He threw his enormous bulk back on his haunches, and rose up.—[Page 40].


[IV.]

TWIN BABIES.

These twin babies were black. They were black as coal. Indeed, they were blacker than coal, for they glistened in their oily blackness. They were young baby bears; and so exactly alike that no one could, in any way, tell the one from the other. And they were orphans. They had been found at the foot of a small cedar tree on the banks of the Sacramento River, near the now famous Soda Springs, found by a tow-headed boy who was very fond of bears and hunting.

But at the time the twin babies were found Soda Springs was only a wild camp, or way station, on the one and only trail that wound through the woods and up and down mountains for hundreds of miles, connecting the gold fields of California with the pastoral settlements away to the north in Oregon. But a railroad has now taken the place of that tortuous old packtrail, and you can whisk through these wild and woody mountains, and away on down through Oregon and up through Washington, Montana, Dakota, Minnesota, Wisconsin and on to Chicago without even once getting out of your car, if you like. Yet such a persistent ride is not probable, for fish, pheasants, deer, elk, and bear still abound here in their ancient haunts, and the temptation to get out and fish or hunt is too great to be resisted.

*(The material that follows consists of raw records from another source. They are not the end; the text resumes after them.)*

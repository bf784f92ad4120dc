//! Multinomial logistic regression trained by full-batch gradient descent.
//!
//! Weights start at zero and every iteration visits the whole training set
//! in input order, so training involves no randomness and is reproducible.

use serde::{Deserialize, Serialize};

use crate::error::{Result, TrainingFailure};
use crate::ml::intent_classifier::classifier::Classifier;
use crate::ml::intent_classifier::naive_bayes::{check_dimension, index_labels};
use crate::ml::intent_classifier::types::{IntentDistribution, softmax};
use crate::ml::intent_classifier::vectorizer::FeatureVector;

/// Gradient descent hyper-parameters.
#[derive(Debug, Clone, Copy, PartialEq)]
pub struct LogisticParams {
    pub learning_rate: f64,
    pub iterations: usize,
    pub l2_penalty: f64,
}

impl Default for LogisticParams {
    fn default() -> Self {
        LogisticParams {
            learning_rate: 0.5,
            iterations: 300,
            l2_penalty: 0.001,
        }
    }
}

/// Trained softmax regression parameters.
#[derive(Debug, Clone, PartialEq, Serialize, Deserialize)]
pub struct LogisticRegressionModel {
    intents: Vec<String>,
    /// One row of `dimension` weights per intent.
    weights: Vec<Vec<f64>>,
    biases: Vec<f64>,
}

impl LogisticRegressionModel {
    pub fn train(
        features: &[FeatureVector],
        labels: &[String],
        params: &LogisticParams,
    ) -> std::result::Result<Self, TrainingFailure> {
        if !params.learning_rate.is_finite() || params.learning_rate <= 0.0 {
            return Err(TrainingFailure::InvalidData(format!(
                "learning rate must be positive, got {}",
                params.learning_rate
            )));
        }
        if !params.l2_penalty.is_finite() || params.l2_penalty < 0.0 {
            return Err(TrainingFailure::InvalidData(format!(
                "l2 penalty must be non-negative, got {}",
                params.l2_penalty
            )));
        }
        let (intents, classes, dimension) = index_labels(features, labels)?;

        let classes_len = intents.len();
        let samples = features.len() as f64;
        let mut model = LogisticRegressionModel {
            intents,
            weights: vec![vec![0.0; dimension]; classes_len],
            biases: vec![0.0; classes_len],
        };

        for _ in 0..params.iterations {
            let mut weight_grad = vec![vec![0.0; dimension]; classes_len];
            let mut bias_grad = vec![0.0; classes_len];

            for (vector, &class) in features.iter().zip(&classes) {
                let probs = softmax(&model.logits(vector));
                for (k, prob) in probs.into_iter().enumerate() {
                    let error = prob - if k == class { 1.0 } else { 0.0 };
                    bias_grad[k] += error;
                    for (idx, count) in vector.nonzero() {
                        weight_grad[k][idx] += error * count;
                    }
                }
            }

            for k in 0..classes_len {
                model.biases[k] -= params.learning_rate * bias_grad[k] / samples;
                for (weight, grad) in model.weights[k].iter_mut().zip(&weight_grad[k]) {
                    let step = grad / samples + params.l2_penalty * *weight;
                    *weight -= params.learning_rate * step;
                }
            }
        }

        Ok(model)
    }

    fn logits(&self, features: &FeatureVector) -> Vec<f64> {
        self.weights
            .iter()
            .zip(&self.biases)
            .map(|(row, bias)| {
                bias + features
                    .nonzero()
                    .map(|(idx, count)| row[idx] * count)
                    .sum::<f64>()
            })
            .collect()
    }

    pub fn dimension(&self) -> usize {
        self.weights.first().map_or(0, Vec::len)
    }
}

impl Classifier for LogisticRegressionModel {
    fn predict(&self, features: &FeatureVector) -> Result<IntentDistribution> {
        check_dimension(features, self.dimension())?;
        Ok(IntentDistribution::from_scores(
            &self.intents,
            softmax(&self.logits(features)),
        ))
    }

    fn intents(&self) -> &[String] {
        &self.intents
    }

    fn name(&self) -> &'static str {
        "logistic_regression"
    }
}

#[cfg(test)]
mod tests {
    use super::*;

    fn training_set() -> (Vec<FeatureVector>, Vec<String>) {
        // vocabulary: [anxious, exam, sleep, night]
        let features = vec![
            FeatureVector::from_counts(vec![1.0, 1.0, 0.0, 0.0]),
            FeatureVector::from_counts(vec![0.0, 1.0, 0.0, 0.0]),
            FeatureVector::from_counts(vec![0.0, 0.0, 1.0, 1.0]),
        ];
        let labels = vec!["study".to_string(), "study".to_string(), "sleep".to_string()];
        (features, labels)
    }

    #[test]
    fn test_separates_training_data() {
        let (features, labels) = training_set();
        let model =
            LogisticRegressionModel::train(&features, &labels, &LogisticParams::default()).unwrap();

        for (vector, label) in features.iter().zip(&labels) {
            let dist = model.predict(vector).unwrap();
            assert_eq!(&dist.top().unwrap().intent, label);
            assert!(dist.top().unwrap().score > 0.5);
            assert!((dist.total() - 1.0).abs() < 1e-9);
        }
    }

    #[test]
    fn test_training_is_reproducible() {
        let (features, labels) = training_set();
        let params = LogisticParams::default();

        let first = LogisticRegressionModel::train(&features, &labels, &params).unwrap();
        let second = LogisticRegressionModel::train(&features, &labels, &params).unwrap();
        assert_eq!(first, second);
    }

    #[test]
    fn test_zero_iterations_is_uniform() {
        let (features, labels) = training_set();
        let params = LogisticParams {
            iterations: 0,
            ..LogisticParams::default()
        };
        let model = LogisticRegressionModel::train(&features, &labels, &params).unwrap();

        let dist = model.predict(&features[0]).unwrap();
        assert!((dist.score("study").unwrap() - 0.5).abs() < 1e-12);
    }

    #[test]
    fn test_rejects_bad_params() {
        let (features, labels) = training_set();
        let params = LogisticParams {
            learning_rate: 0.0,
            ..LogisticParams::default()
        };

        assert!(matches!(
            LogisticRegressionModel::train(&features, &labels, &params),
            Err(TrainingFailure::InvalidData(_))
        ));
    }
}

This place where the baby bears were found was first owned by three men or, rather, by two men and a boy. One of the men was known as Mountain Joe. He had once been a guide in the service of General Fremont, but he was now a drunken fellow and spent most of his time at the trading post, twenty miles down the river. He is now an old man, almost blind, and lives in Oregon City, on a pension received as a soldier of the Mexican war. The other man’s name was Sil Reese. He, also, is living and famously rich—as rich as he is stingy, and that is saying that he is very rich indeed.

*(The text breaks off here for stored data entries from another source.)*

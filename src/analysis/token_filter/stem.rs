//! Stemming token filter and stemmer implementations.

use super::Filter;
use crate::analysis::token::{TokenStream, TokenType};
use crate::error::Result;

/// Trait for stemming algorithms.
pub trait Stemmer: Send + Sync {
    /// Stem a word to its root form.
    fn stem(&self, word: &str) -> String;

    /// Get the name of this stemmer.
    fn name(&self) -> &'static str;
}

pub mod identity;
pub mod light;

pub use identity::IdentityStemmer;
pub use light::LightStemmer;

/// Filter that applies stemming to tokens.
///
/// Stopped tokens and purely numeric tokens pass through untouched.
pub struct StemFilter {
    /// The stemmer to use.
    stemmer: Box<dyn Stemmer>,
}

impl std::fmt::Debug for StemFilter {
    fn fmt(&self, f: &mut std::fmt::Formatter<'_>) -> std::fmt::Result {
        f.debug_struct("StemFilter")
            .field("stemmer", &self.stemmer.name())
            .finish()
    }
}

impl StemFilter {
    /// Create a new stem filter with the light English stemmer.
    pub fn new() -> Self {
        StemFilter {
            stemmer: Box::new(LightStemmer::new()),
        }
    }

    /// Create a stem filter with a custom stemmer.
    pub fn with_stemmer(stemmer: Box<dyn Stemmer>) -> Self {
        StemFilter { stemmer }
    }

    /// Name of the wrapped stemmer.
    pub fn stemmer_name(&self) -> &'static str {
        self.stemmer.name()
    }
}

impl Default for StemFilter {
    fn default() -> Self {
        Self::new()
    }
}

impl Filter for StemFilter {
    fn filter(&self, tokens: TokenStream) -> Result<TokenStream> {
        let filtered_tokens = tokens
            .map(|token| {
                if token.is_stopped() || token.token_type == Some(TokenType::Num) {
                    token
                } else {
                    let stemmed = self.stemmer.stem(&token.text);
                    token.with_text(stemmed)
                }
            })
            .collect::<Vec<_>>();

        Ok(Box::new(filtered_tokens.into_iter()))
    }

    fn name(&self) -> &'static str {
        "stem"
    }
}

The boy preferred the trees to the house, partly because it was more pleasant and partly because Sil Reese, who had a large nose and used it to talk with constantly, kept grumbling because the boy, who had been wounded in defending the ranch, was not able to work—wash the dishes, make fires and so on, and help in a general and particular way about the so-called “Soda Spring Hotel.” This Sil Reese was certainly a mean man, as has, perhaps, been set down in this sketch before.